> _How to complete this task_:
Report the number of lines holding "derive" in the material below, and nothing more.
════════════════════
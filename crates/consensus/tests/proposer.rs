use consensus::{Error, Proposal, Proposer, ProposerConfig};
use metadata::Store;
use models::{ConsensusPhase, Placement, RedundancyMode};
use std::sync::Arc;
use std::time::{Duration, SystemTime, UNIX_EPOCH};
use test_support::StubNode;

fn test_config() -> ProposerConfig {
    ProposerConfig {
        rpc_timeout: Duration::from_secs(2),
        max_attempts: 3,
        backoff_base: Duration::from_millis(10),
    }
}

fn store_with_video() -> Arc<Store> {
    let store = Store::open_in_memory().unwrap();
    store
        .create_video("v1", "a title", 120, 10, 2_097_152)
        .unwrap();
    Arc::new(store)
}

fn replicated_proposal(seq: u32, payload: &[u8], nodes: &[StubNode]) -> Proposal {
    Proposal {
        chunk_id: models::chunk_id("v1", seq),
        video_id: "v1".to_string(),
        sequence_num: seq,
        size_bytes: payload.len() as u64,
        checksum: models::content_checksum(payload),
        placement: Placement::Replicated {
            nodes: nodes.iter().map(|node| node.url.clone()).collect(),
        },
    }
}

#[tokio::test]
async fn happy_path_replication_across_three_nodes() {
    let store = store_with_video();
    let nodes = StubNode::spawn_many(3).await;

    let payload = b"chunk zero payload".to_vec();
    let chunk_id = models::chunk_id("v1", 0);
    for node in &nodes {
        node.state().put_chunk(&chunk_id, payload.clone());
    }

    let proposer = Proposer::new(store.clone(), reqwest::Client::new(), test_config());
    let committed = proposer
        .propose(&replicated_proposal(0, &payload, &nodes))
        .await
        .unwrap();

    let expected: Vec<String> = nodes.iter().map(|node| node.url.clone()).collect();
    assert_eq!(committed, expected);

    let manifest = store.video_manifest("v1").unwrap().unwrap();
    assert_eq!(manifest.total_chunks, 1);
    assert_eq!(manifest.chunks[0].replicas.len(), 3);
    assert_eq!(manifest.chunks[0].redundancy_mode, RedundancyMode::Replication);

    let record = store.consensus_record(&chunk_id).unwrap().unwrap();
    assert_eq!(record.phase, ConsensusPhase::Committed);
}

#[tokio::test]
async fn single_node_replica_set_has_quorum_one() {
    let store = store_with_video();
    let nodes = StubNode::spawn_many(1).await;

    let payload = b"lonely chunk".to_vec();
    nodes[0]
        .state()
        .put_chunk(&models::chunk_id("v1", 0), payload.clone());

    let proposer = Proposer::new(store.clone(), reqwest::Client::new(), test_config());

    // The one node passes prepare and accept: commit succeeds.
    let committed = proposer
        .propose(&replicated_proposal(0, &payload, &nodes))
        .await
        .unwrap();
    assert_eq!(committed, vec![nodes[0].url.clone()]);

    // For the next chunk the node has no bytes: accept cannot confirm, and
    // the proposal fails after its attempts are exhausted.
    let err = proposer
        .propose(&replicated_proposal(1, b"missing", &nodes))
        .await
        .unwrap_err();
    assert!(matches!(err, Error::QuorumNotReached { phase: "accept", .. }));

    let record = store
        .consensus_record(&models::chunk_id("v1", 1))
        .unwrap()
        .unwrap();
    assert_eq!(record.phase, ConsensusPhase::None);
}

#[tokio::test]
async fn busy_node_counts_as_silence() {
    let store = store_with_video();
    let nodes = StubNode::spawn_many(3).await;

    let payload = b"busy test".to_vec();
    let chunk_id = models::chunk_id("v1", 0);
    for node in &nodes {
        node.state().put_chunk(&chunk_id, payload.clone());
    }
    nodes[2].state().set_busy(true);

    let proposer = Proposer::new(store.clone(), reqwest::Client::new(), test_config());
    let committed = proposer
        .propose(&replicated_proposal(0, &payload, &nodes))
        .await
        .unwrap();

    // Quorum of 2 out of 3 is enough; the busy node is left out.
    assert_eq!(committed, vec![nodes[0].url.clone(), nodes[1].url.clone()]);
    let manifest = store.video_manifest("v1").unwrap().unwrap();
    assert_eq!(manifest.chunks[0].replicas.len(), 2);
}

#[tokio::test]
async fn majority_unreachable_fails_with_cleanup() {
    let store = store_with_video();
    let mut nodes = StubNode::spawn_many(3).await;

    let payload = b"doomed chunk".to_vec();
    let chunk_id = models::chunk_id("v1", 0);
    for node in &nodes {
        node.state().put_chunk(&chunk_id, payload.clone());
    }
    let proposal = replicated_proposal(0, &payload, &nodes);

    // Two of three nodes vanish; prepare can never reach quorum.
    nodes.truncate(1);

    let proposer = Proposer::new(store.clone(), reqwest::Client::new(), test_config());
    let err = proposer.propose(&proposal).await.unwrap_err();
    assert!(matches!(err, Error::QuorumNotReached { phase: "prepare", .. }));

    let record = store.consensus_record(&chunk_id).unwrap().unwrap();
    assert_eq!(record.phase, ConsensusPhase::None);
    assert!(store.video_manifest("v1").unwrap().unwrap().chunks.is_empty());
}

#[tokio::test]
async fn checksum_mismatch_aborts() {
    let store = store_with_video();
    let nodes = StubNode::spawn_many(3).await;

    let payload = b"the real bytes".to_vec();
    let chunk_id = models::chunk_id("v1", 0);
    nodes[0].state().put_chunk(&chunk_id, payload.clone());
    nodes[1].state().put_chunk(&chunk_id, payload.clone());
    // One node stored something else entirely.
    nodes[2].state().put_chunk(&chunk_id, b"corrupted".to_vec());

    let proposer = Proposer::new(store.clone(), reqwest::Client::new(), test_config());
    let err = proposer
        .propose(&replicated_proposal(0, &payload, &nodes))
        .await
        .unwrap_err();
    assert!(matches!(err, Error::ChecksumMismatch { .. }));
}

#[tokio::test]
async fn higher_ballot_aborts_then_fresh_ballot_wins() {
    let store = store_with_video();
    let nodes = StubNode::spawn_many(3).await;

    let payload = b"contended chunk".to_vec();
    let chunk_id = models::chunk_id("v1", 0);
    for node in &nodes {
        node.state().put_chunk(&chunk_id, payload.clone());
    }

    // A rival proposer promises a ballot slightly in our future: our first
    // attempt must abort on the conflict, and the post-backoff retry must
    // supersede it.
    let now_ms = SystemTime::now()
        .duration_since(UNIX_EPOCH)
        .unwrap()
        .as_millis() as u64;
    let rival = (now_ms + 200) << 16;
    let http = reqwest::Client::new();
    for node in &nodes {
        http.head(format!("{}/chunk/{chunk_id}", node.url))
            .header(models::headers::BALLOT_NUMBER, rival.to_string())
            .send()
            .await
            .unwrap();
    }

    let proposer = Proposer::new(
        store.clone(),
        reqwest::Client::new(),
        ProposerConfig {
            backoff_base: Duration::from_millis(800),
            ..test_config()
        },
    );
    let committed = proposer
        .propose(&replicated_proposal(0, &payload, &nodes))
        .await
        .unwrap();
    assert_eq!(committed.len(), 3);

    // The winning ballot strictly supersedes the rival's, and exactly one
    // chunk row exists.
    assert!(nodes[0].state().ballot_of(&chunk_id) > rival);
    let manifest = store.video_manifest("v1").unwrap().unwrap();
    assert_eq!(manifest.chunks.len(), 1);
    assert_eq!(
        store.consensus_record(&chunk_id).unwrap().unwrap().phase,
        ConsensusPhase::Committed
    );
}

#[tokio::test]
async fn unreachably_high_rival_exhausts_attempts() {
    let store = store_with_video();
    let nodes = StubNode::spawn_many(3).await;

    let payload = b"hopeless".to_vec();
    let chunk_id = models::chunk_id("v1", 0);
    for node in &nodes {
        node.state().put_chunk(&chunk_id, payload.clone());
    }

    let http = reqwest::Client::new();
    for node in &nodes {
        http.head(format!("{}/chunk/{chunk_id}", node.url))
            .header(models::headers::BALLOT_NUMBER, (u64::MAX >> 1).to_string())
            .send()
            .await
            .unwrap();
    }

    let proposer = Proposer::new(store.clone(), reqwest::Client::new(), test_config());
    let err = proposer
        .propose(&replicated_proposal(0, &payload, &nodes))
        .await
        .unwrap_err();
    assert!(matches!(err, Error::BallotConflict { .. }));

    let record = store.consensus_record(&chunk_id).unwrap().unwrap();
    assert_eq!(record.phase, ConsensusPhase::None);
}

#[tokio::test]
async fn erasure_placement_commits_all_fragments() {
    let store = store_with_video();
    let nodes = StubNode::spawn_many(5).await;

    let chunk_id = models::chunk_id("v1", 0);
    let fragments: Vec<models::FragmentSpec> = nodes
        .iter()
        .enumerate()
        .map(|(index, node)| {
            let payload = format!("fragment {index} bytes").into_bytes();
            let fragment_id = models::fragment_id(&chunk_id, index as u32);
            node.state().put_chunk(&fragment_id, payload.clone());
            models::FragmentSpec {
                fragment_id,
                chunk_id: chunk_id.clone(),
                fragment_index: index as u32,
                node_url: node.url.clone(),
                size_bytes: payload.len() as u64,
                checksum: models::content_checksum(&payload),
            }
        })
        .collect();

    let proposer = Proposer::new(store.clone(), reqwest::Client::new(), test_config());
    let committed = proposer
        .propose(&Proposal {
            chunk_id: chunk_id.clone(),
            video_id: "v1".to_string(),
            sequence_num: 0,
            size_bytes: 2_097_152,
            checksum: "ab".repeat(32),
            placement: Placement::Erasure { fragments },
        })
        .await
        .unwrap();
    assert_eq!(committed.len(), 5);

    let manifest = store.video_manifest("v1").unwrap().unwrap();
    let chunk = &manifest.chunks[0];
    assert_eq!(chunk.redundancy_mode, RedundancyMode::ErasureCoding);
    assert!(chunk.replicas.is_empty());
    assert_eq!(chunk.fragments.as_ref().unwrap().len(), 5);
}
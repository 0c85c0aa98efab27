//! Node health monitoring: forces nodes without a recent heartbeat to
//! `down`, and restores down nodes whose liveness probe answers again.

use metadata::Store;
use models::NodeStatus;
use std::sync::Arc;
use std::time::Duration;
use tokio_util::sync::CancellationToken;

#[derive(Debug, Clone)]
pub struct MonitorConfig {
    /// How often the monitor sweeps.
    pub probe_interval: Duration,
    /// Heartbeats older than this mark a node down.
    pub heartbeat_ttl: Duration,
    /// Deadline of each direct liveness probe.
    pub probe_timeout: Duration,
}

impl Default for MonitorConfig {
    fn default() -> Self {
        Self {
            probe_interval: Duration::from_secs(30),
            heartbeat_ttl: Duration::from_secs(60),
            probe_timeout: Duration::from_secs(5),
        }
    }
}

/// Run the monitor until `cancel` fires.
pub async fn run(
    store: Arc<Store>,
    http: reqwest::Client,
    cfg: MonitorConfig,
    cancel: CancellationToken,
) {
    let mut ticker = tokio::time::interval(cfg.probe_interval);
    ticker.set_missed_tick_behavior(tokio::time::MissedTickBehavior::Delay);

    loop {
        tokio::select! {
            () = cancel.cancelled() => break,
            _ = ticker.tick() => {}
        }
        sweep(&store, &http, &cfg).await;
    }
    tracing::info!("health monitor stopped");
}

/// One monitoring pass, separated out so tests can drive it directly.
pub async fn sweep(store: &Store, http: &reqwest::Client, cfg: &MonitorConfig) {
    match store.mark_stale_nodes_down(cfg.heartbeat_ttl) {
        Ok(marked) if !marked.is_empty() => {
            tracing::warn!(nodes = ?marked, "marked nodes down for missing heartbeats");
        }
        Ok(_) => {}
        Err(err) => {
            tracing::error!(%err, "failed to sweep stale nodes");
            return;
        }
    }

    // Give down nodes a chance to come back: a responsive ping restores
    // the node without waiting on its own heartbeat loop.
    let down = match store.nodes_with_status(NodeStatus::Down) {
        Ok(nodes) => nodes,
        Err(err) => {
            tracing::error!(%err, "failed to list down nodes");
            return;
        }
    };
    for node in down {
        let alive = http
            .head(format!("{}/ping", node.node_url))
            .timeout(cfg.probe_timeout)
            .send()
            .await
            .map(|response| response.status().is_success())
            .unwrap_or(false);
        if alive {
            tracing::info!(node_url = node.node_url, "down node answered probe, restoring");
            if let Err(err) = store.touch_node(&node.node_url) {
                tracing::error!(%err, node_url = node.node_url, "failed to restore node");
            }
        }
    }
}
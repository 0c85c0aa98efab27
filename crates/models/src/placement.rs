use crate::{CommitRequest, FragmentSpec, RedundancyMode};

/// Where a chunk's bytes physically live: full copies on a node set, or
/// one erasure fragment per node. Carrying this as a tagged variant keeps
/// the mode out of function signatures downstream.
#[derive(Debug, Clone, serde::Serialize, serde::Deserialize)]
#[serde(rename_all = "snake_case", tag = "mode")]
pub enum Placement {
    Replicated { nodes: Vec<String> },
    Erasure { fragments: Vec<FragmentSpec> },
}

impl Placement {
    pub fn mode(&self) -> RedundancyMode {
        match self {
            Placement::Replicated { .. } => RedundancyMode::Replication,
            Placement::Erasure { .. } => RedundancyMode::ErasureCoding,
        }
    }

    /// The node set participating in this placement, in proposal order.
    pub fn node_urls(&self) -> Vec<&str> {
        match self {
            Placement::Replicated { nodes } => nodes.iter().map(String::as_str).collect(),
            Placement::Erasure { fragments } => {
                fragments.iter().map(|f| f.node_url.as_str()).collect()
            }
        }
    }
}

impl TryFrom<&CommitRequest> for Placement {
    type Error = &'static str;

    fn try_from(req: &CommitRequest) -> Result<Self, Self::Error> {
        match req.redundancy_mode {
            RedundancyMode::Replication => {
                if req.node_urls.is_empty() {
                    return Err("replicated commit requires at least one node");
                }
                Ok(Placement::Replicated {
                    nodes: req.node_urls.clone(),
                })
            }
            RedundancyMode::ErasureCoding => {
                let fragments = req
                    .fragments_metadata
                    .clone()
                    .filter(|f| !f.is_empty())
                    .ok_or("erasure commit requires fragment metadata")?;
                Ok(Placement::Erasure { fragments })
            }
        }
    }
}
════════════════════
> _Solution for this exercise_:
2